:: Records for this task

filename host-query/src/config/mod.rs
mod parse;
mod toml;

pub(crate) use self::{
  parse::{Opts, parse_opts},
  toml::ConfigToml,
};
use crate::{
  config::HostQueryConfig,
  constants::DOMAIN_QUERY_PARAM,
  error::{HostQueryBuildError, HostQueryError},
};
use std::time::{Duration, SystemTime};
use tracing::debug;
use url::Url;

/* ---------------------------------------------------------- */
/// Outcome of one external lookup, immutable once constructed.
/// An empty `resolved_host` means "no override; use the configured default upstream".
#[derive(Debug, Clone, PartialEq, Eq)]
pub struct ResolutionResult {
  /// Host string returned by the resolution service, possibly empty
  pub resolved_host: String,
  /// When the lookup completed
  pub obtained_at: SystemTime,
}

impl ResolutionResult {
  /// Create a new instance stamped with the current time
  pub fn new(resolved_host: impl Into<String>) -> Self {
    Self {
      resolved_host: resolved_host.into(),
      obtained_at: SystemTime::now(),
    }
  }
}

/// Expected shape of the resolution service response.
/// Fields other than `host` are ignored; a missing `host` is a malformed response.
#[derive(serde::Deserialize)]
struct LookupResponse {
  host: String,
}

/* ---------------------------------------------------------- */
/// Trait for external domain-to-host resolution strategies
#[async_trait::async_trait]
pub trait ResolveHost: Send + Sync {
  /// Resolve the inbound domain to its current upstream host
  async fn resolve(&self, domain: &str) -> Result<ResolutionResult, HostQueryError>;
}

/* ---------------------------------------------------------- */
/// HTTP implementation of [ResolveHost] querying the configured resolution service.
/// Issues a single GET per call with a bounded timeout; retry policy belongs to the orchestrator.
pub struct HttpResolutionClient {
  /// Lookup endpoint, query parameters from the configuration preserved
  endpoint: Url,
  /// Underlying HTTP client, carries the request timeout
  client: reqwest::Client,
  /// Bound on a single lookup, kept for error reporting
  query_timeout: Duration,
}

impl HttpResolutionClient {
  /// Create a new instance from a validated configuration
  pub fn try_new(config: &HostQueryConfig) -> Result<Self, HostQueryBuildError> {
    let endpoint =
      Url::parse(&config.api_url).map_err(|e| HostQueryBuildError::InvalidApiUrl(format!("{}: {e}", config.api_url)))?;
    if config.query_timeout.is_zero() {
      return Err(HostQueryBuildError::InvalidQueryTimeout(
        "query timeout must be positive".to_string(),
      ));
    }
    let client = reqwest::Client::builder()
      .timeout(config.query_timeout)
      .build()
      .map_err(|e| HostQueryBuildError::HttpClientBuildError(e.to_string()))?;
    Ok(Self {
      endpoint,
      client,
      query_timeout: config.query_timeout,
    })
  }

  /// Build the lookup URL for the given domain: the `domain` query parameter is
  /// set or overwritten while every other parameter of the endpoint is preserved.
  fn lookup_url(&self, domain: &str) -> Url {
    let mut url = self.endpoint.clone();
    let retained: Vec<(String, String)> = url
      .query_pairs()
      .filter(|(k, _)| k != DOMAIN_QUERY_PARAM)
      .map(|(k, v)| (k.into_owned(), v.into_owned()))
      .collect();
    {
      let mut pairs = url.query_pairs_mut();
      pairs.clear();
      for (k, v) in &retained {
        pairs.append_pair(k, v);
      }
      pairs.append_pair(DOMAIN_QUERY_PARAM, domain);
    }
    url
  }

  /// Map a transport failure onto the request-path error taxonomy
  fn classify(&self, e: reqwest::Error) -> HostQueryError {
    if e.is_timeout() {
      HostQueryError::ApiTimeout(self.query_timeout)
    } else {
      HostQueryError::ApiRequestFailed(e.to_string())
    }
  }
}

#[async_trait::async_trait]
impl ResolveHost for HttpResolutionClient {
  async fn resolve(&self, domain: &str) -> Result<ResolutionResult, HostQueryError> {
    let url = self.lookup_url(domain);
    let response = self.client.get(url).send().await.map_err(|e| self.classify(e))?;

    let status = response.status();
    if status.as_u16() != 200 {
      return Err(HostQueryError::UnexpectedStatus(status.as_u16()));
    }

    let body = response.bytes().await.map_err(|e| self.classify(e))?;
    let parsed: LookupResponse =
      serde_json::from_slice(&body).map_err(|e| HostQueryError::MalformedResponse(e.to_string()))?;

    debug!(domain, resolved_host = %parsed.host, "Resolution service answered");
    Ok(ResolutionResult::new(parsed.host))
  }
}

/* ---------------------------------------------------------- */
/// Mock resolver for testing
pub struct MockResolveHost {
  /// Canned host answers keyed by domain
  responses: std::collections::HashMap<String, String>,
  /// Number of resolve calls served so far
  calls: std::sync::atomic::AtomicUsize,
}

impl MockResolveHost {
  /// Create a new mock resolver with no canned answers
  pub fn new() -> Self {
    Self {
      responses: std::collections::HashMap::new(),
      calls: std::sync::atomic::AtomicUsize::new(0),
    }
  }

  /// Add a canned answer for a domain
  pub fn with_response(mut self, domain: &str, host: &str) -> Self {
    self.responses.insert(domain.to_string(), host.to_string());
    self
  }

  /// Number of resolve calls served so far
  pub fn call_count(&self) -> usize {
    self.calls.load(std::sync::atomic::Ordering::Relaxed)
  }
}

impl Default for MockResolveHost {
  fn default() -> Self {
    Self::new()
  }
}

#[async_trait::async_trait]
impl ResolveHost for MockResolveHost {
  async fn resolve(&self, domain: &str) -> Result<ResolutionResult, HostQueryError> {
    self.calls.fetch_add(1, std::sync::atomic::Ordering::Relaxed);
    match self.responses.get(domain) {
      Some(host) => Ok(ResolutionResult::new(host.clone())),
      None => Err(HostQueryError::ApiRequestFailed(format!(
        "no mock response configured for {domain}"
      ))),
    }
  }
}

/* ---------------------------------------------------------- */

::::

Assignment
Please show every line above that includes the word "responses".

Solution for this task
  responses: std::collections::HashMap<String, String>,
      responses: std::collections::HashMap::new(),
    self.responses.insert(domain.to_string(), host.to_string());
    match self.responses.get(domain) {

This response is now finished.